* **What you are asked to do**: Read through the records below and copy each line that uses the word "CommandRunner".

+---+

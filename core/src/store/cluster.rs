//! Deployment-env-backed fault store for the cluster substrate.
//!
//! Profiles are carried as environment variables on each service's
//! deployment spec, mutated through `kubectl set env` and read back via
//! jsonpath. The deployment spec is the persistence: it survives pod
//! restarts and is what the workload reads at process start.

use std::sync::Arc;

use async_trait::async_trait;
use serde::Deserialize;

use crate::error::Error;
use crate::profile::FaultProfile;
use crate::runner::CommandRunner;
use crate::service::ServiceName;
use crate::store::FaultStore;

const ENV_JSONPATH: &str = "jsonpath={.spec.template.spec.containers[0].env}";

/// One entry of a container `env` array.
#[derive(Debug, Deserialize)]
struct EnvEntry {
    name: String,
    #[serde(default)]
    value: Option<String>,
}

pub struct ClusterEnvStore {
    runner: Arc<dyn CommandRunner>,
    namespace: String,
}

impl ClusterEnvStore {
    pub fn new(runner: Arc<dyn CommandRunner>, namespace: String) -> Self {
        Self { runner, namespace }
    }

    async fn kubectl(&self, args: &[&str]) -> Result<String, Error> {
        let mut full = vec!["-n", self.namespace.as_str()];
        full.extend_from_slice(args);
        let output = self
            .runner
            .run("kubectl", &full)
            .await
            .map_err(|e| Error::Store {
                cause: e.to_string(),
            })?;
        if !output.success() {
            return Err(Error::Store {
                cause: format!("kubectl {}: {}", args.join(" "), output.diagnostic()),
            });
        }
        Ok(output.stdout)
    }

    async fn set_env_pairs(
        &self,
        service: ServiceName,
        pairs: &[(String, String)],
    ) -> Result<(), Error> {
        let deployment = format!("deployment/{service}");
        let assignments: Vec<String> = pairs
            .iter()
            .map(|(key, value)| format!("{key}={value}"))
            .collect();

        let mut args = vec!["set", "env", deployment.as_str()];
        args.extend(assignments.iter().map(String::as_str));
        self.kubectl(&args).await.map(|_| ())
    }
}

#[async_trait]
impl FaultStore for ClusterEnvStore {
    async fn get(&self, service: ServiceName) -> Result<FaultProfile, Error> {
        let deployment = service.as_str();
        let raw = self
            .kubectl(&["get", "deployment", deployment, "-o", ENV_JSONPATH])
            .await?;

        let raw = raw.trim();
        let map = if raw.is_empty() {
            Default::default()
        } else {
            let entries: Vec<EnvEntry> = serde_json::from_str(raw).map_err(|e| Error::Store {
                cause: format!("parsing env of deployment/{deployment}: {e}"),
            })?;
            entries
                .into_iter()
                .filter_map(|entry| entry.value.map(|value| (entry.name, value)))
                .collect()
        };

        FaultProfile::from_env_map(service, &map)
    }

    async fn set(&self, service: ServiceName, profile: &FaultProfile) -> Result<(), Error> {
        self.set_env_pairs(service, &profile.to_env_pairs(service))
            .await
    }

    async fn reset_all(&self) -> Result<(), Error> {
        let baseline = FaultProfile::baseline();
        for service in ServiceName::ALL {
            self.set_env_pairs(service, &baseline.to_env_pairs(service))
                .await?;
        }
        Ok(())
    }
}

+---+

* **Problem solution**:
use crate::runner::CommandRunner;
    runner: Arc<dyn CommandRunner>,
    pub fn new(runner: Arc<dyn CommandRunner>, namespace: String) -> Self {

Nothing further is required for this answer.